Lecture 4 ベイズ推定法 (2) 演習 -Poisson-
ベイズ法によるポアソン分布における点推定
尤度と事前分布の定義
データ \(y=(y_1,\dots,y_n) \sim (iid) Po(\lambda)\)
事前分布 \(\lambda \sim Ga(a,b)\)
\[\begin{equation} \displaystyle f(y|\lambda) = \prod_{i=1}^n e^{-\lambda} \frac{\displaystyle\lambda^{y_i}}{y_i!} = e^{-n \lambda} \frac{\displaystyle\lambda^{\sum_{i=1}^n y_i}}{\prod_{i=1}^n y_i!} \end{equation}\] \[\begin{equation} \displaystyle \pi(\lambda) = \frac{b^a}{\Gamma(a)} \lambda^{a-1} e^{-b\lambda}, \quad \mbox{where} \quad \Gamma(a) = \int_0^\infty x^{a-1} e^{-x} dx \end{equation}\] \[\begin{equation} \begin{array}{l} \displaystyle E[\lambda] = \frac{a}{b} \\ \displaystyle V[\lambda] = \frac{a}{b^2} \end{array} \end{equation}\]事前分布から事後分布への更新
事前分布 \(\lambda \sim Ga(a, b)\)
事後分布 \(\lambda|y \sim Ga(a+\sum_{i=1}^n y_i, b+n)\)

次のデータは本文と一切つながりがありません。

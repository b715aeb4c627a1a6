use std::io::{BufRead, BufReader, Write};
use std::os::unix::net::UnixStream;
use std::path::Path;
use std::thread::sleep;
use std::time::Duration;

use serde::{Deserialize, Serialize};
use serde_json::Value;

use callerid_core::paths::socket_path;

use crate::error::{io_err, DaemonError};
use crate::screening::CallEvent;

/// JSON newline-delimited request.
#[derive(Debug, Clone, Default, PartialEq, Serialize, Deserialize)]
#[serde(rename_all = "camelCase")]
pub struct DaemonRequest {
    pub cmd: String,
    /// Caller list or contact sync payload, as sent by the app.
    #[serde(default, skip_serializing_if = "Option::is_none")]
    pub payload: Option<Value>,
    #[serde(default, skip_serializing_if = "std::ops::Not::not")]
    pub vacation_mode_active: bool,
    /// `syncContacts`: reply only once the sync has finished.
    #[serde(default, skip_serializing_if = "std::ops::Not::not")]
    pub wait: bool,
    #[serde(default, skip_serializing_if = "Option::is_none")]
    pub source_id: Option<String>,
    #[serde(default, skip_serializing_if = "Option::is_none")]
    pub number: Option<String>,
    #[serde(default, skip_serializing_if = "Option::is_none")]
    pub event: Option<CallEvent>,
}

impl DaemonRequest {
    pub fn new(cmd: impl Into<String>) -> Self {
        Self {
            cmd: cmd.into(),
            ..Self::default()
        }
    }

    pub fn with_payload(mut self, payload: Value) -> Self {
        self.payload = Some(payload);
        self
    }
}

/// JSON newline-delimited response.
#[derive(Debug, Clone, Serialize, Deserialize)]
pub struct DaemonResponse {
    pub ok: bool,
    #[serde(skip_serializing_if = "Option::is_none")]
    pub data: Option<Value>,
    #[serde(skip_serializing_if = "Option::is_none")]
    pub error: Option<String>,
}

impl DaemonResponse {
    pub fn ok(data: Value) -> Self {
        Self {
            ok: true,
            data: Some(data),
            error: None,
        }
    }

    pub fn error(message: impl Into<String>) -> Self {
        Self {
            ok: false,
            data: None,
            error: Some(message.into()),
        }
    }
}

/// Send one JSON request to the daemon socket and return one response.
pub fn send_request(home: &Path, request: &DaemonRequest) -> Result<DaemonResponse, DaemonError> {
    let socket = socket_path(home);
    if !socket.exists() {
        return Err(DaemonError::DaemonNotRunning { socket });
    }

    let mut stream = UnixStream::connect(&socket).map_err(|err| {
        if matches!(
            err.kind(),
            std::io::ErrorKind::NotFound
                | std::io::ErrorKind::ConnectionRefused
                | std::io::ErrorKind::ConnectionReset
        ) {
            DaemonError::DaemonNotRunning {
                socket: socket.clone(),
            }
        } else {
            io_err(&socket, err)
        }
    })?;

    let payload = serde_json::to_string(request)?;
    stream
        .write_all(payload.as_bytes())
        .map_err(|e| io_err(&socket, e))?;
    stream.write_all(b"\n").map_err(|e| io_err(&socket, e))?;
    stream.flush().map_err(|e| io_err(&socket, e))?;

    let mut reader = BufReader::new(stream);
    let mut line = String::new();
    let read = reader
        .read_line(&mut line)
        .map_err(|e| io_err(&socket, e))?;
    if read == 0 {
        return Err(DaemonError::Protocol(
            "daemon closed connection before responding".to_string(),
        ));
    }

    let response: DaemonResponse = serde_json::from_str(line.trim_end())?;
    Ok(response)
}

/// Send `request` and unwrap the response data.
pub fn request(home: &Path, request: &DaemonRequest) -> Result<Value, DaemonError> {
    response_into_data(send_request(home, request)?)
}

pub fn request_status(home: &Path) -> Result<Value, DaemonError> {
    let request = DaemonRequest::new("status");

    let mut last_not_running: Option<DaemonError> = None;
    for attempt in 0..5 {
        match send_request(home, &request) {
            Ok(response) => return response_into_data(response),
            Err(err @ DaemonError::DaemonNotRunning { .. }) => {
                last_not_running = Some(err);
                if attempt < 4 {
                    sleep(Duration::from_millis(100));
                    continue;
                }
            }
            Err(err) => return Err(err),
        }
    }

    Err(last_not_running.unwrap_or_else(|| {
        DaemonError::Protocol("daemon status retry loop exited unexpectedly".to_string())
    }))
}

pub fn request_stop(home: &Path) -> Result<(), DaemonError> {
    request(home, &DaemonRequest::new("stop")).map(|_| ())
}

fn response_into_data(response: DaemonResponse) -> Result<Value, DaemonError> {
    if response.ok {
        Ok(response.data.unwrap_or(Value::Null))
    } else {
        Err(DaemonError::Protocol(
            response
                .error
                .unwrap_or_else(|| "unknown daemon error".to_string()),
        ))
    }
}

#[cfg(test)]
mod tests {
    use super::*;
    use serde_json::json;
    use tempfile::TempDir;

    #[test]
    fn request_omits_unset_fields() {
        let encoded = serde_json::to_string(&DaemonRequest::new("status")).unwrap();
        assert_eq!(encoded, r#"{"cmd":"status"}"#);
    }

    #[test]
    fn request_decodes_camel_case_fields() {
        let request: DaemonRequest = serde_json::from_str(
            r#"{"cmd":"syncContacts","payload":{"items":[]},"vacationModeActive":true,"wait":true}"#,
        )
        .unwrap();
        assert_eq!(request.cmd, "syncContacts");
        assert!(request.vacation_mode_active);
        assert!(request.wait);
        assert_eq!(request.payload, Some(json!({"items": []})));
    }

    #[test]
    fn missing_socket_means_not_running() {
        let home = TempDir::new().unwrap();
        let err = send_request(home.path(), &DaemonRequest::new("status")).unwrap_err();
        assert!(matches!(err, DaemonError::DaemonNotRunning { .. }));
    }

    #[test]
    fn error_response_becomes_protocol_error() {
        let err = response_into_data(DaemonResponse::error("nope")).unwrap_err();
        assert!(matches!(err, DaemonError::Protocol(m) if m == "nope"));
    }
}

\[\begin{equation} \begin{array}{lcl} \pi(\lambda|y) &=& \displaystyle \frac{\displaystyle f(y|\lambda) \pi(\lambda)}{\displaystyle f(y)} = \displaystyle \frac{f(y|\lambda) \pi(\lambda)}{\displaystyle \int_0^\infty f(y|\lambda) \pi(\lambda) d\lambda} \\ &=& \displaystyle \frac{\displaystyle e^{-n\lambda} \frac{\displaystyle \lambda^{\sum_{i=1}^n y_i}} {\displaystyle \prod_{i=1}^n y_i!} \frac{b^a}{\Gamma(a)} \lambda^{a-1} e^{-b \lambda}} {\displaystyle \int_0^\infty e^{-n\lambda} \frac{\displaystyle \lambda^{\sum_{i=1}^n y_i}} {\displaystyle \prod_{i=1}^n y_i!} \frac{b^a}{\Gamma(a) b^a} \lambda^{a-1} e^{-b \lambda} d\lambda} \\ &=& \displaystyle \frac{(b+n)^{a+\sum_{i=1}^n y_i}} {\displaystyle \Gamma(a+\sum_{i=1}^n y_i)} \lambda^{a+\sum_{i=1}^n y_i-1} e^{-(b+n)\lambda} \end{array} \end{equation}\]Example Data: \(\lambda \sim Ga(1, 1)\) から事後分布への更新
#真のパラメータ
lambda.true <- 3
#データ数が少ないとき
n1 <- 5; y1 <-rpois(n1,lambda.true); y1sum <- sum(y1)
#データ数が大きいとき
n2 <- 20; y2<-rpois(n2,lambda.true); y2sum <- sum(y2)
#図を描くためにパラメータの範囲を設定
lambda <- seq(0.001,10,0.001)
a <- 1; b<-1
plot(lambda, dgamma(lambda, a, b), type="l", lty=1, ylab="pdf", xlim=c(0,10))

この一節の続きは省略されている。